Recorded data -
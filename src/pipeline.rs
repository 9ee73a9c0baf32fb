//! End-to-end job runners: load and normalize every input, compose, save.
//! No error is recovered locally; the first failure aborts the run before
//! anything is written to the destination.

use std::path::PathBuf;

use crate::{
    assets,
    core::{Canvas, Frame},
    error::PanoResult,
    model::{MergeJob, StitchJob},
    stitch,
};

#[tracing::instrument(skip(job), fields(inputs = job.inputs.len(), blend = job.blend_width))]
pub fn run_stitch(job: &StitchJob) -> PanoResult<()> {
    job.validate()?;

    let frames = load_inputs(&job.inputs, job.canvas)?;
    let pano = stitch::compose(&frames, job.blend_width)?;
    assets::save_png(&pano, &job.output, job.overwrite)?;

    tracing::info!(
        output = %job.output.display(),
        width = pano.width,
        height = pano.height,
        "stitched panorama"
    );
    Ok(())
}

#[tracing::instrument(skip(job), fields(inputs = job.inputs.len()))]
pub fn run_merge(job: &MergeJob) -> PanoResult<()> {
    job.validate()?;

    let frames = load_inputs(&job.inputs, job.canvas)?;
    let merged = stitch::overlay(&frames)?;
    assets::save_png(&merged, &job.output, job.overwrite)?;

    tracing::info!(output = %job.output.display(), "merged images");
    Ok(())
}

fn load_inputs(paths: &[PathBuf], canvas: Canvas) -> PanoResult<Vec<Frame>> {
    let mut frames = Vec::with_capacity(paths.len());
    for path in paths {
        tracing::debug!(path = %path.display(), "loading input image");
        frames.push(assets::load_normalized(path, canvas)?);
    }
    Ok(frames)
}
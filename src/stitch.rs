//! The seam-blending compositor.
//!
//! [`compose`] splices equal-sized frames left to right, cross-fading
//! `blend_width` columns at each junction under a shared [`GradientMask`].
//! [`overlay`] is the non-blending variant: plain source-over of every frame
//! onto the first. Both leave their inputs untouched and are fully
//! deterministic.

use crate::{
    composite,
    core::Frame,
    error::{PanoError, PanoResult},
    mask::GradientMask,
};

/// Clamp a requested blend width into `[0, image_width]`.
pub fn clamp_blend_width(requested: i64, image_width: u32) -> u32 {
    requested.clamp(0, i64::from(image_width)) as u32
}

/// Output width for `image_count` images of `image_width` columns joined
/// with `blend_width` overlapping columns at each junction.
///
/// The first image contributes `image_width` columns and each subsequent
/// image `image_width - blend_width` new ones; the result never drops below
/// a single image's width.
pub fn stitched_width(image_count: u32, image_width: u32, blend_width: u32) -> u32 {
    let blend = blend_width.min(image_width);
    match image_count {
        0 => 0,
        1 => image_width,
        n => {
            let total = u64::from(image_width)
                + u64::from(n - 1) * u64::from(image_width - blend);
            total.clamp(u64::from(image_width), u64::from(u32::MAX)) as u32
        }
    }
}

/// Stitch `frames` left to right into one panorama, cross-fading
/// `blend_width` columns at each junction.
///
/// All frames must share one size; `blend_width` is clamped to the frame
/// width. With `blend_width == 0` (or a single frame) no mask is built and
/// images are pasted unmodified. Columns outside the junction strips
/// reproduce their source frame byte-for-byte.
pub fn compose(frames: &[Frame], blend_width: u32) -> PanoResult<Frame> {
    let first = frames.first().ok_or_else(|| {
        PanoError::invalid_configuration("compose requires at least one input image")
    })?;
    let width = first.width;
    let height = first.height;
    ensure_uniform(frames, width, height)?;

    let blend = blend_width.min(width);
    let total = stitched_width(frames.len() as u32, width, blend);
    let mut canvas = Frame::transparent(total, height);

    let mask = if blend > 0 && frames.len() > 1 {
        Some(GradientMask::linear(blend)?)
    } else {
        None
    };

    // Canvas column at which the next image's leading edge would land if
    // pasted with no overlap.
    let mut cursor = 0u32;
    for (index, frame) in frames.iter().enumerate() {
        if index == 0 {
            canvas.paste_columns(0, frame, 0, width)?;
            cursor = width;
            continue;
        }

        // The junction starts `blend` columns inside the previous image.
        let start = cursor - blend;
        match &mask {
            Some(mask) => {
                blend_junction(&mut canvas, frame, start, mask)?;
                if width > blend {
                    canvas.paste_columns(start + blend, frame, blend, width - blend)?;
                }
            }
            None => canvas.paste_columns(start, frame, 0, width)?,
        }
        cursor = start + width;
    }

    Ok(canvas)
}

/// Cross-fade the canvas strip `[start, start + mask.width())` against the
/// incoming frame's leading strip and paste the result back.
fn blend_junction(
    canvas: &mut Frame,
    incoming: &Frame,
    start: u32,
    mask: &GradientMask,
) -> PanoResult<()> {
    let blend = mask.width();
    let mut strip = canvas.column_strip(start, blend)?;
    let leading = incoming.column_strip(0, blend)?;
    composite::lerp_strip_in_place(&mut strip.data, &leading.data, mask.weights())?;
    canvas.paste_columns(start, &strip, 0, blend)
}

/// Source-over every frame onto the first, in order, with no cross-fade.
///
/// The output has a single frame's size; later frames win wherever they are
/// opaque.
pub fn overlay(frames: &[Frame]) -> PanoResult<Frame> {
    let first = frames.first().ok_or_else(|| {
        PanoError::invalid_configuration("overlay requires at least one input image")
    })?;
    ensure_uniform(frames, first.width, first.height)?;

    let mut out = first.clone();
    for frame in &frames[1..] {
        composite::over_in_place(&mut out.data, &frame.data)?;
    }
    Ok(out)
}

fn ensure_uniform(frames: &[Frame], width: u32, height: u32) -> PanoResult<()> {
    for (index, frame) in frames.iter().enumerate() {
        if frame.width != width || frame.height != height {
            return Err(PanoError::dimension_mismatch(format!(
                "image #{index} is {}x{}, expected {width}x{height}",
                frame.width, frame.height
            )));
        }
    }
    Ok(())
}

#[cfg(test)]
mod tests {
    use super::*;

    fn solid(width: u32, height: u32, px: [u8; 4]) -> Frame {
        let mut data = Vec::with_capacity(width as usize * height as usize * 4);
        for _ in 0..width * height {
            data.extend_from_slice(&px);
        }
        Frame::from_rgba8(width, height, data).unwrap()
    }

    #[test]
    fn width_formula_matches_overlap_geometry() {
        assert_eq!(stitched_width(0, 100, 20), 0);
        assert_eq!(stitched_width(1, 100, 20), 100);
        assert_eq!(stitched_width(3, 100, 20), 260);
        assert_eq!(stitched_width(3, 100, 0), 300);
        assert_eq!(stitched_width(5, 100, 100), 100);
    }

    #[test]
    fn oversized_blend_request_clamps_to_image_width() {
        assert_eq!(clamp_blend_width(5000, 960), 960);
        assert_eq!(clamp_blend_width(-7, 960), 0);
        assert_eq!(clamp_blend_width(50, 960), 50);
        assert_eq!(stitched_width(2, 960, clamp_blend_width(5000, 960)), 960);
    }

    #[test]
    fn empty_input_is_an_error() {
        let err = compose(&[], 20).unwrap_err();
        assert!(matches!(err, PanoError::InvalidConfiguration(_)));

        let err = overlay(&[]).unwrap_err();
        assert!(matches!(err, PanoError::InvalidConfiguration(_)));
    }

    #[test]
    fn mismatched_sizes_are_rejected_with_index() {
        let a = solid(4, 2, [255, 0, 0, 255]);
        let b = solid(4, 3, [0, 255, 0, 255]);
        let err = compose(&[a, b], 1).unwrap_err();
        match err {
            PanoError::DimensionMismatch(msg) => assert!(msg.contains("#1")),
            other => panic!("unexpected error: {other}"),
        }
    }

    #[test]
    fn single_image_is_returned_unchanged() {
        let a = solid(5, 3, [7, 8, 9, 255]);
        let out = compose(std::slice::from_ref(&a), 2).unwrap();
        assert_eq!(out, a);
    }

    #[test]
    fn zero_blend_abuts_images_without_fading() {
        let a = solid(3, 2, [255, 0, 0, 255]);
        let b = solid(3, 2, [0, 255, 0, 255]);
        let out = compose(&[a.clone(), b.clone()], 0).unwrap();

        assert_eq!(out.width, 6);
        for x in 0..3 {
            assert_eq!(out.pixel(x, 0), [255, 0, 0, 255]);
            assert_eq!(out.pixel(x + 3, 1), [0, 255, 0, 255]);
        }
    }

    #[test]
    fn full_width_blend_crossfades_entire_image() {
        let a = solid(4, 2, [200, 0, 0, 255]);
        let b = solid(4, 2, [0, 200, 0, 255]);
        let out = compose(&[a.clone(), b.clone()], 4).unwrap();

        assert_eq!(out.width, 4);
        assert_eq!(out.pixel(0, 0), a.pixel(0, 0));
        assert_eq!(out.pixel(3, 0), b.pixel(3, 0));
        let mid = out.pixel(1, 0);
        assert!(mid[0] > 0 && mid[0] < 200);
        assert!(mid[1] > 0 && mid[1] < 200);
    }

    #[test]
    fn inputs_are_not_mutated() {
        let a = solid(4, 2, [255, 0, 0, 255]);
        let b = solid(4, 2, [0, 0, 255, 255]);
        let frames = vec![a.clone(), b.clone()];
        compose(&frames, 2).unwrap();
        assert_eq!(frames[0], a);
        assert_eq!(frames[1], b);
    }

    #[test]
    fn overlay_keeps_single_frame_geometry() {
        let a = solid(4, 2, [255, 0, 0, 255]);
        let b = solid(4, 2, [0, 255, 0, 255]);
        let out = overlay(&[a, b.clone()]).unwrap();
        assert_eq!(out, b);
    }

    #[test]
    fn overlay_transparent_top_keeps_base() {
        let a = solid(4, 2, [255, 0, 0, 255]);
        let b = solid(4, 2, [0, 0, 0, 0]);
        let out = overlay(&[a.clone(), b]).unwrap();
        assert_eq!(out, a);
    }
}
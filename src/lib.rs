#![forbid(unsafe_code)]

//! Offline panorama compositor for fixed-size background art.
//!
//! Every input is normalized to one canonical canvas size, then spliced left
//! to right with a linear cross-fade over the overlapping columns at each
//! junction, so seams are visually imperceptible while everything outside a
//! junction reproduces the source byte-for-byte. A blend width of 0 selects
//! the non-blending path; [`overlay`] is the plain source-over merge variant.

pub mod assets;
pub mod composite;
pub mod core;
pub mod error;
pub mod mask;
pub mod model;
pub mod pipeline;
pub mod stitch;

pub use crate::core::{Canvas, DEFAULT_CANVAS, Frame};
pub use crate::error::{PanoError, PanoResult};
pub use crate::mask::GradientMask;
pub use crate::model::{DEFAULT_BLEND_WIDTH, ImageSequence, MergeJob, StitchJob};
pub use crate::pipeline::{run_merge, run_stitch};
pub use crate::stitch::{clamp_blend_width, compose, overlay, stitched_width};
//! Shapes returned by `MetricsCollector::stats`.
//!
//! Everything here is an owned copy; nothing borrows collector internals.

use std::collections::BTreeMap;

use chrono::{DateTime, Utc};
use serde::Serialize;

use super::collector::NetworkTotals;
use super::percentiles::{round2, PercentileSet};
use super::views::EndpointStats;
use super::{
    CpuSample, NetworkSample, ProcessMemorySample, QuerySample, RequestSample,
    SystemMemorySample,
};

#[derive(Debug, Clone, Serialize)]
#[serde(rename_all = "camelCase")]
pub struct PerformanceStats {
    pub timestamp: DateTime<Utc>,
    pub uptime: UptimeInfo,
    pub requests: RequestStats,
    pub resources: ResourceStats,
    pub database: DatabaseStats,
    pub api: ApiStats,
}

#[derive(Debug, Clone, PartialEq, Serialize)]
#[serde(rename_all = "camelCase")]
pub struct UptimeInfo {
    pub started_at: DateTime<Utc>,
    pub milliseconds: i64,
    pub seconds: f64,
    /// e.g. "2h 5m 13s"
    pub formatted: String,
}

impl UptimeInfo {
    pub fn new(started_at: DateTime<Utc>, milliseconds: i64) -> Self {
        Self {
            started_at,
            milliseconds,
            seconds: round2(milliseconds as f64 / 1000.0),
            formatted: format_uptime(milliseconds / 1000),
        }
    }
}

fn format_uptime(total_secs: i64) -> String {
    let days = total_secs / 86_400;
    let hours = (total_secs % 86_400) / 3_600;
    let minutes = (total_secs % 3_600) / 60;
    let seconds = total_secs % 60;
    if days > 0 {
        format!("{days}d {hours}h {minutes}m {seconds}s")
    } else if hours > 0 {
        format!("{hours}h {minutes}m {seconds}s")
    } else if minutes > 0 {
        format!("{minutes}m {seconds}s")
    } else {
        format!("{seconds}s")
    }
}

#[derive(Debug, Clone, Serialize)]
#[serde(rename_all = "camelCase")]
pub struct RequestStats {
    pub total: u64,
    pub per_second: f64,
    /// Percent of requests that ended in a retained error record
    pub error_rate: f64,
    /// Mean over retained samples only
    pub average_response_time: f64,
    pub percentiles: PercentileSet,
    pub by_method: BTreeMap<String, u64>,
    pub by_status_code: BTreeMap<u16, u64>,
    /// Samples currently in the response-time history
    pub retained: usize,
    /// Records currently in the error history
    pub retained_errors: usize,
}

#[derive(Debug, Clone, Serialize)]
#[serde(rename_all = "camelCase")]
pub struct ResourceStats {
    pub cpu: CpuStats,
    pub memory: MemoryStats,
    pub network: NetworkStats,
}

#[derive(Debug, Clone, PartialEq, Serialize)]
#[serde(rename_all = "camelCase")]
pub struct CpuStats {
    pub current: Option<CpuSample>,
    pub history: Vec<CpuSample>,
}

#[derive(Debug, Clone, PartialEq, Serialize)]
#[serde(rename_all = "camelCase")]
pub struct MemoryStats {
    pub process: Option<ProcessMemorySample>,
    pub system: Option<SystemMemorySample>,
    pub history: Vec<ProcessMemorySample>,
    pub system_history: Vec<SystemMemorySample>,
}

#[derive(Debug, Clone, PartialEq, Serialize)]
#[serde(rename_all = "camelCase")]
pub struct NetworkStats {
    pub current: Option<NetworkSample>,
    pub totals: NetworkTotals,
    pub history: Vec<NetworkSample>,
}

#[derive(Debug, Clone, Serialize)]
#[serde(rename_all = "camelCase")]
pub struct DatabaseStats {
    pub total_queries: u64,
    pub slow_queries: u64,
    pub average_query_time: f64,
    pub recent_queries: Vec<QuerySample>,
    pub slow_query_log: Vec<QuerySample>,
}

#[derive(Debug, Clone, Serialize)]
#[serde(rename_all = "camelCase")]
pub struct ApiStats {
    pub endpoints: Vec<EndpointStats>,
    /// Slowest first
    pub slow_requests: Vec<RequestSample>,
    /// Newest first
    pub recent_errors: Vec<RequestSample>,
}
pub mod admin;
pub mod health;
pub mod performance;
pub mod resources;

use axum::{
    extract::rejection::QueryRejection,
    http::StatusCode,
    response::{IntoResponse, Response},
    Json,
};
use chrono::{DateTime, Utc};
use serde::Serialize;

// ─── Shared response envelope ────────────────────────────────────

/// Every successful response is `{success: true, data, timestamp}`.
#[derive(Debug, Clone, Serialize)]
pub struct ApiResponse<T: Serialize> {
    pub success: bool,
    pub data: T,
    pub timestamp: DateTime<Utc>,
}

impl<T: Serialize> ApiResponse<T> {
    pub fn ok(data: T) -> Json<Self> {
        Json(Self {
            success: true,
            data,
            timestamp: Utc::now(),
        })
    }
}

pub type ApiResult<T> = Result<Json<ApiResponse<T>>, AppError>;

// ─── Unified error type ──────────────────────────────────────────

#[derive(Debug, thiserror::Error)]
pub enum AppError {
    #[error("{0}")]
    BadRequest(String),
    #[error("Not found: {0}")]
    NotFound(String),
    #[error("Unauthorized: invalid API key")]
    Unauthorized,
    #[error("{0}")]
    Internal(String),
}

impl From<QueryRejection> for AppError {
    fn from(rejection: QueryRejection) -> Self {
        Self::BadRequest(rejection.body_text())
    }
}

impl IntoResponse for AppError {
    fn into_response(self) -> Response {
        let status = match &self {
            Self::BadRequest(_) => StatusCode::BAD_REQUEST,
            Self::NotFound(_) => StatusCode::NOT_FOUND,
            Self::Unauthorized => StatusCode::UNAUTHORIZED,
            Self::Internal(msg) => {
                tracing::error!(error = %msg, "request failed");
                StatusCode::INTERNAL_SERVER_ERROR
            }
        };

        let body = serde_json::json!({
            "success": false,
            "error": self.to_string(),
            "timestamp": Utc::now(),
        });

        (status, Json(body)).into_response()
    }
}

/// Fallback for unrouted paths.
pub async fn not_found(uri: axum::http::Uri) -> AppError {
    AppError::NotFound(uri.path().to_owned())
}

/// Turns a handler panic into the 500 envelope.
pub fn panic_response(err: Box<dyn std::any::Any + Send + 'static>) -> Response {
    let msg = if let Some(s) = err.downcast_ref::<String>() {
        s.clone()
    } else if let Some(s) = err.downcast_ref::<&str>() {
        (*s).to_owned()
    } else {
        "handler panicked".to_owned()
    };
    AppError::Internal(msg).into_response()
}
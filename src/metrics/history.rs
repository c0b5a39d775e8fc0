use std::collections::VecDeque;

use chrono::{DateTime, Utc};

/// Anything that can be evicted by the retention sweep.
pub trait Timestamped {
    fn timestamp(&self) -> DateTime<Utc>;
}

/// Ordered sequence with oldest-first eviction.
///
/// With a capacity, every `push` past the limit drops the front entry.
/// Without one, the history only shrinks through `retain_since`.
#[derive(Debug, Clone)]
pub struct BoundedHistory<T> {
    items: VecDeque<T>,
    capacity: Option<usize>,
}

impl<T> BoundedHistory<T> {
    pub fn with_capacity(capacity: usize) -> Self {
        Self {
            items: VecDeque::with_capacity(capacity + 1),
            capacity: Some(capacity),
        }
    }

    pub fn unbounded() -> Self {
        Self {
            items: VecDeque::new(),
            capacity: None,
        }
    }

    pub fn push(&mut self, item: T) {
        self.items.push_back(item);
        if let Some(cap) = self.capacity {
            while self.items.len() > cap {
                self.items.pop_front();
            }
        }
    }

    pub fn len(&self) -> usize {
        self.items.len()
    }

    pub fn is_empty(&self) -> bool {
        self.items.is_empty()
    }

    pub fn iter(&self) -> impl DoubleEndedIterator<Item = &T> + ExactSizeIterator {
        self.items.iter()
    }

    pub fn latest(&self) -> Option<&T> {
        self.items.back()
    }

    /// The newest `n` entries, oldest first.
    pub fn tail(&self, n: usize) -> Vec<T>
    where
        T: Clone,
    {
        let skip = self.items.len().saturating_sub(n);
        self.items.iter().skip(skip).cloned().collect()
    }
}

impl<T: Timestamped> BoundedHistory<T> {
    /// Drop everything stamped before `cutoff`. Returns how many went.
    pub fn retain_since(&mut self, cutoff: DateTime<Utc>) -> usize {
        let before = self.items.len();
        self.items.retain(|item| item.timestamp() >= cutoff);
        before - self.items.len()
    }
}
pub mod timing;
//! Live status and threshold-derived alerts.
//!
//! Alerts are computed on every read and never stored.

use chrono::{DateTime, Duration, Utc};
use serde::{Deserialize, Serialize};

use super::collector::ERROR_STATUS_MIN;
use super::percentiles::round2;
use super::{CpuSample, ProcessMemorySample, RequestSample};

/// Requests newer than this count towards the realtime window
const REALTIME_WINDOW_SECS: i64 = 60;

/// Warning / critical pair for one signal.
#[derive(Debug, Clone, Copy, PartialEq, Serialize, Deserialize)]
pub struct Level {
    pub warning: f64,
    pub critical: f64,
}

#[derive(Debug, Clone, PartialEq, Serialize, Deserialize)]
#[serde(rename_all = "camelCase")]
pub struct AlertThresholds {
    /// Percent of requests in the realtime window
    pub error_rate: Level,
    pub cpu_percent: Level,
    /// Average over the realtime window (ms)
    pub response_time_ms: Level,
    pub p99_ms: Level,
}

impl Default for AlertThresholds {
    fn default() -> Self {
        Self {
            error_rate: Level {
                warning: 5.0,
                critical: 10.0,
            },
            cpu_percent: Level {
                warning: 80.0,
                critical: 95.0,
            },
            response_time_ms: Level {
                warning: 1_000.0,
                critical: 3_000.0,
            },
            p99_ms: Level {
                warning: 2_000.0,
                critical: 5_000.0,
            },
        }
    }
}

#[derive(Debug, Clone, Copy, PartialEq, Eq, PartialOrd, Ord, Serialize)]
#[serde(rename_all = "lowercase")]
pub enum Severity {
    Warning,
    Critical,
}

#[derive(Debug, Clone, Copy, PartialEq, Eq, Serialize)]
#[serde(rename_all = "camelCase")]
pub enum AlertKind {
    HighErrorRate,
    HighCpu,
    SlowResponses,
    HighP99,
}

#[derive(Debug, Clone, PartialEq, Serialize)]
#[serde(rename_all = "camelCase")]
pub struct Alert {
    pub kind: AlertKind,
    pub severity: Severity,
    pub message: String,
    pub value: f64,
    pub threshold: f64,
}

#[derive(Debug, Clone, Copy, PartialEq, Eq, Serialize)]
#[serde(rename_all = "lowercase")]
pub enum HealthStatus {
    Healthy,
    Warning,
    Critical,
}

#[derive(Debug, Clone, PartialEq, Serialize)]
#[serde(rename_all = "camelCase")]
pub struct WindowStats {
    pub requests: usize,
    pub requests_per_second: f64,
    pub average_response_time: f64,
    pub errors: usize,
    pub error_rate: f64,
}

#[derive(Debug, Clone, PartialEq, Serialize)]
#[serde(rename_all = "camelCase")]
pub struct RealtimeStatus {
    pub timestamp: DateTime<Utc>,
    pub status: HealthStatus,
    pub last_minute: WindowStats,
    pub cpu_percent: Option<f64>,
    pub rss_bytes: Option<u64>,
    pub p99: f64,
    pub alerts: Vec<Alert>,
}

pub fn realtime_status<'a, I>(
    now: DateTime<Utc>,
    samples: I,
    p99: f64,
    cpu: Option<CpuSample>,
    memory: Option<ProcessMemorySample>,
    thresholds: &AlertThresholds,
) -> RealtimeStatus
where
    I: Iterator<Item = &'a RequestSample>,
{
    let cutoff = now - Duration::seconds(REALTIME_WINDOW_SECS);
    let (mut requests, mut errors, mut total_ms) = (0usize, 0usize, 0.0f64);
    for s in samples.filter(|s| s.timestamp >= cutoff) {
        requests += 1;
        total_ms += s.duration;
        if s.status_code >= ERROR_STATUS_MIN {
            errors += 1;
        }
    }

    let (average, error_rate) = if requests > 0 {
        (
            total_ms / requests as f64,
            errors as f64 / requests as f64 * 100.0,
        )
    } else {
        (0.0, 0.0)
    };

    let last_minute = WindowStats {
        requests,
        requests_per_second: round2(requests as f64 / REALTIME_WINDOW_SECS as f64),
        average_response_time: round2(average),
        errors,
        error_rate: round2(error_rate),
    };

    let cpu_percent = cpu.map(|c| c.usage_percent);
    let mut alerts = Vec::new();
    if requests > 0 {
        push_alert(
            &mut alerts,
            AlertKind::HighErrorRate,
            error_rate,
            thresholds.error_rate,
            "error rate",
            "%",
        );
        push_alert(
            &mut alerts,
            AlertKind::SlowResponses,
            average,
            thresholds.response_time_ms,
            "average response time",
            "ms",
        );
    }
    if let Some(cpu) = cpu_percent {
        push_alert(
            &mut alerts,
            AlertKind::HighCpu,
            cpu,
            thresholds.cpu_percent,
            "CPU usage",
            "%",
        );
    }
    push_alert(
        &mut alerts,
        AlertKind::HighP99,
        p99,
        thresholds.p99_ms,
        "p99 response time",
        "ms",
    );

    let status = match alerts.iter().map(|a| a.severity).max() {
        Some(Severity::Critical) => HealthStatus::Critical,
        Some(Severity::Warning) => HealthStatus::Warning,
        None => HealthStatus::Healthy,
    };

    RealtimeStatus {
        timestamp: now,
        status,
        last_minute,
        cpu_percent,
        rss_bytes: memory.map(|m| m.rss_bytes),
        p99,
        alerts,
    }
}

fn push_alert(
    alerts: &mut Vec<Alert>,
    kind: AlertKind,
    value: f64,
    level: Level,
    label: &str,
    unit: &str,
) {
    let (severity, threshold) = if value > level.critical {
        (Severity::Critical, level.critical)
    } else if value > level.warning {
        (Severity::Warning, level.warning)
    } else {
        return;
    };
    let value = round2(value);
    alerts.push(Alert {
        kind,
        severity,
        message: format!("{label} {value}{unit} exceeds {threshold}{unit}"),
        value,
        threshold,
    });
}

#[cfg(test)]
mod tests {
    use super::*;
    use uuid::Uuid;

    fn sample(status: u16, duration: f64, age_secs: i64, now: DateTime<Utc>) -> RequestSample {
        RequestSample {
            id: Uuid::new_v4(),
            method: "GET".into(),
            path: "/api/posts".into(),
            status_code: status,
            duration,
            timestamp: now - Duration::seconds(age_secs),
            client_ip: None,
            user_agent: None,
            memory_delta: 0,
        }
    }

    fn cpu(percent: f64) -> CpuSample {
        CpuSample {
            timestamp: Utc::now(),
            usage_percent: percent,
            user_time: 0.0,
            system_time: 0.0,
        }
    }

    #[test]
    fn quiet_system_is_healthy() {
        let now = Utc::now();
        let data = vec![sample(200, 20.0, 5, now), sample(200, 40.0, 10, now)];
        let status = realtime_status(
            now,
            data.iter(),
            40.0,
            Some(cpu(12.0)),
            None,
            &AlertThresholds::default(),
        );
        assert_eq!(status.status, HealthStatus::Healthy);
        assert!(status.alerts.is_empty());
        assert_eq!(status.last_minute.requests, 2);
        assert_eq!(status.last_minute.average_response_time, 30.0);
    }

    #[test]
    fn only_last_minute_counts() {
        let now = Utc::now();
        let data = vec![sample(500, 20.0, 120, now), sample(200, 20.0, 1, now)];
        let status = realtime_status(now, data.iter(), 20.0, None, None, &AlertThresholds::default());
        assert_eq!(status.last_minute.requests, 1);
        assert_eq!(status.last_minute.errors, 0);
        assert_eq!(status.status, HealthStatus::Healthy);
    }

    #[test]
    fn error_rate_and_cpu_raise_alerts() {
        let now = Utc::now();
        let mut data: Vec<_> = (0..8).map(|_| sample(200, 10.0, 1, now)).collect();
        data.push(sample(500, 10.0, 1, now));
        data.push(sample(502, 10.0, 1, now));

        let status = realtime_status(
            now,
            data.iter(),
            10.0,
            Some(cpu(85.0)),
            None,
            &AlertThresholds::default(),
        );
        // 20% errors is past the critical mark
        assert_eq!(status.status, HealthStatus::Critical);
        let kinds: Vec<_> = status.alerts.iter().map(|a| (a.kind, a.severity)).collect();
        assert!(kinds.contains(&(AlertKind::HighErrorRate, Severity::Critical)));
        assert!(kinds.contains(&(AlertKind::HighCpu, Severity::Warning)));
    }

    #[test]
    fn p99_warning_alone_sets_warning() {
        let now = Utc::now();
        let status = realtime_status(
            now,
            std::iter::empty(),
            2_500.0,
            None,
            None,
            &AlertThresholds::default(),
        );
        assert_eq!(status.status, HealthStatus::Warning);
        assert_eq!(status.alerts[0].kind, AlertKind::HighP99);
        assert_eq!(status.alerts[0].threshold, 2_000.0);
    }
}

Exercise description - From the line containing "data.push(sample(502, 10.0, 1, now));" through the end of the material, print each line exactly as it appears.

Exercise result -
        data.push(sample(502, 10.0, 1, now));

        let status = realtime_status(
            now,
            data.iter(),
            10.0,
            Some(cpu(85.0)),
            None,
            &AlertThresholds::default(),
        );
        // 20% errors is past the critical mark
        assert_eq!(status.status, HealthStatus::Critical);
        let kinds: Vec<_> = status.alerts.iter().map(|a| (a.kind, a.severity)).collect();
        assert!(kinds.contains(&(AlertKind::HighErrorRate, Severity::Critical)));
        assert!(kinds.contains(&(AlertKind::HighCpu, Severity::Warning)));
    }

    #[test]
    fn p99_warning_alone_sets_warning() {
        let now = Utc::now();
        let status = realtime_status(
            now,
            std::iter::empty(),
            2_500.0,
            None,
            None,
            &AlertThresholds::default(),
        );
        assert_eq!(status.status, HealthStatus::Warning);
        assert_eq!(status.alerts[0].kind, AlertKind::HighP99);
        assert_eq!(status.alerts[0].threshold, 2_000.0);
    }
}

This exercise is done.